Redfish’s account on Facebook, which had over 830,000 followers, was targeted earlier on Friday over posts that supposedly violated the platform’s community standards.
One of the publications in question marked the defeat of fascism in Italy, while the other commemorated the Holocaust, featuring photos of the Auschwitz death camp inmates, some of whom were semi-naked. Those images were flagged by Facebook as violating rules on “nudity and sexual activity.”
“If pictures of prisoners detained by the Nazis during World War II are removed because they allegedly breach nudity guidelines then Facebook’s algorithms are not fit for purpose,” Anthony Bellanger, the general secretary of the International Federation of Journalists, told RT. “Journalism is about context,” he pointed out.
But, according to Bellanger, the more worrisome scenario is that Redfish could’ve faced restrictions for “political reasons.”

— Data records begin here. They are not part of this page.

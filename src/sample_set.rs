//! The live bag of measurements one scope level accumulates into

use std::time::Instant;

use crate::category::Category;
use crate::sample::Sample;

/// One set of profile measurements
///
/// Holds exactly one [`Sample`] per [`Category`] at all times (the array is
/// seeded zeroed, never partially populated), a table of named counters, an
/// optional subject label, the currently active category and the segment
/// epoch that the total elapsed time is measured from.
///
/// Cloning is a deep copy: the pushed snapshot taken when a nested scope
/// opens must be immune to the in-place reset of the live set.
#[derive(Debug, Clone)]
pub struct SampleSet {
    samples: [Sample; Category::COUNT],
    /// Insertion-ordered; the report iterates counters in the order they
    /// first appeared.
    counters: Vec<(String, i64)>,
    subject: Option<String>,
    active: Category,
    epoch: Instant,
}

impl SampleSet {
    /// A fresh set: all samples zero, no counters, no subject, epoch = now
    pub fn new() -> Self {
        SampleSet {
            samples: [Sample::default(); Category::COUNT],
            counters: Vec::new(),
            subject: None,
            active: Category::default(),
            epoch: Instant::now(),
        }
    }

    /// Sample bound to the given category
    pub fn sample(&self, category: Category) -> &Sample {
        &self.samples[category.index()]
    }

    /// Sample bound to the active category
    pub fn active_sample(&self) -> &Sample {
        self.sample(self.active)
    }

    pub(crate) fn active_sample_mut(&mut self) -> &mut Sample {
        &mut self.samples[self.active.index()]
    }

    /// Credit elapsed time to a category directly
    pub fn add_time(&mut self, category: Category, delta: std::time::Duration) {
        self.samples[category.index()].add_time(delta);
    }

    /// Currently active category
    pub fn active(&self) -> Category {
        self.active
    }

    pub(crate) fn set_active(&mut self, category: Category) {
        self.active = category;
    }

    /// Subject label, if this set belongs to a labeled scope
    pub fn subject(&self) -> Option<&str> {
        self.subject.as_deref()
    }

    pub(crate) fn set_subject(&mut self, subject: Option<String>) {
        self.subject = subject;
    }

    /// Instant the total elapsed time is measured from
    pub fn epoch(&self) -> Instant {
        self.epoch
    }

    /// Counter value by name; absent counters read as zero
    pub fn counter(&self, name: &str) -> i64 {
        self.counters
            .iter()
            .find(|(n, _)| n == name)
            .map(|(_, v)| *v)
            .unwrap_or(0)
    }

    /// Counters in insertion order
    pub fn counters(&self) -> impl Iterator<Item = (&str, i64)> {
        self.counters.iter().map(|(n, v)| (n.as_str(), *v))
    }

    /// Add `delta` to a named counter, creating it at zero if absent
    pub fn increment_counter(&mut self, name: &str, delta: i64) {
        match self.counters.iter_mut().find(|(n, _)| n == name) {
            Some((_, value)) => *value += delta,
            None => self.counters.push((name.to_string(), delta)),
        }
    }

    /// Additively fold another set into this one
    ///
    /// Every category's sample and every counter is summed; counters absent
    /// here are created. Subject, epoch and active category are untouched.
    pub fn merge(&mut self, other: &SampleSet) {
        for category in Category::ALL {
            self.samples[category.index()].add(other.sample(category));
        }
        for (name, value) in other.counters() {
            self.increment_counter(name, value);
        }
    }

    /// Zero every sample, clear counters and subject, restart the epoch
    ///
    /// The active category is left for the caller to overwrite.
    pub fn reset(&mut self) {
        for sample in &mut self.samples {
            sample.reset();
        }
        self.counters.clear();
        self.subject = None;
        self.epoch = Instant::now();
    }
}

impl Default for SampleSet {
    fn default() -> Self {
        Self::new()
    }
}
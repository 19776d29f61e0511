//! Report generation: category breakdown, unaccounted residue, counters

use std::time::Duration;

use tracing::info;

use crate::category::Category;
use crate::duration::format_duration;
use crate::sample_set::SampleSet;

/// 50-dash banner framing every report
pub const BANNER: &str = "--------------------------------------------------";

/// Derived totals for one sample set, computed on demand
#[derive(Debug, Clone, Copy, PartialEq, Eq)]
pub struct ProfilerResult {
    /// Sum of all category samples
    pub accounted: Duration,
    /// Wall-clock time since the set's segment epoch
    pub total: Duration,
    /// Time not attributed to any category
    pub unaccounted: Duration,
}

impl ProfilerResult {
    /// Unaccounted share of the total, in whole percent (integer division)
    pub fn unaccounted_percent(&self) -> u64 {
        let total = self.total.as_nanos();
        if total == 0 {
            return 0;
        }
        (self.unaccounted.as_nanos() * 100 / total) as u64
    }
}

/// Derive a result from a sample set, measuring total time up to now
pub fn generate_result(set: &SampleSet) -> ProfilerResult {
    let accounted = Category::ALL
        .iter()
        .map(|category| set.sample(*category).elapsed())
        .sum();
    let total = set.epoch().elapsed();
    ProfilerResult {
        accounted,
        total,
        // jitter can make the sum overshoot by nanoseconds; clamp to zero
        unaccounted: total.saturating_sub(accounted),
    }
}

/// Render the report for one sample set as individual lines
///
/// The layout, with `N` a 50-dash banner:
///
/// ```text
/// N
/// ◂[<subject>]                (only if the subject is non-empty)
/// [<CAT >] <duration>         (one per category, declaration order)
/// [   ?] <duration> (<pct>%)
/// [ All] <duration>
/// [<counter>] <integer>       (one per counter, insertion order)
/// N
/// ```
pub fn render(subject: &str, set: &SampleSet) -> Vec<String> {
    let result = generate_result(set);
    let mut lines = Vec::with_capacity(Category::COUNT + 5);
    lines.push(BANNER.to_string());
    if !subject.is_empty() {
        lines.push(format!("\u{25c2}[{subject}]"));
    }
    for category in Category::ALL {
        let sample = set.sample(category);
        lines.push(format!(
            "[{:>4}] {}",
            category.label(),
            format_duration(sample.elapsed())
        ));
    }
    lines.push(format!(
        "[{:>4}] {} ({}%)",
        "?",
        format_duration(result.unaccounted),
        result.unaccounted_percent()
    ));
    lines.push(format!("[{:>4}] {}", "All", format_duration(result.total)));
    for (name, value) in set.counters() {
        lines.push(format!("[{name:>4}] {value}"));
    }
    lines.push(BANNER.to_string());
    lines
}

/// Render and emit a report at INFO severity, one log line per report line
pub fn emit(subject: &str, set: &SampleSet) {
    for line in render(subject, set) {
        info!("{line}");
    }
}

“There are grave concerns that an unaccountable private corporation like Facebook can decide, which political views it allows and which it decides to censor,” he said.
Later on Friday, Russian media regulator Roscomnadzor demanded that Facebook swiftly lift all restrictions on Redfish’s account. The actions of the US social media platform “violate key principles of free distribution of information” and constitute “an act of censorship against the Russian media,” the watchdog pointed out. Facebook could face fines for ignoring warnings about violations of the rights of Russian citizens and companies online, it warned.
The ban on Redfish’s account on Facebook has become yet another chapter in the recent social media clampdown on RT.
Only a week ago, YouTube slapped RT’s English channel with a seven-day ban against launching live broadcasts. The ‘strike’ was issued over older clips that had been uploaded on the page weeks and even months ago. The platform claimed that the videos violated its policies on “medical misinformation” and “spam, deceptive practices and scams.”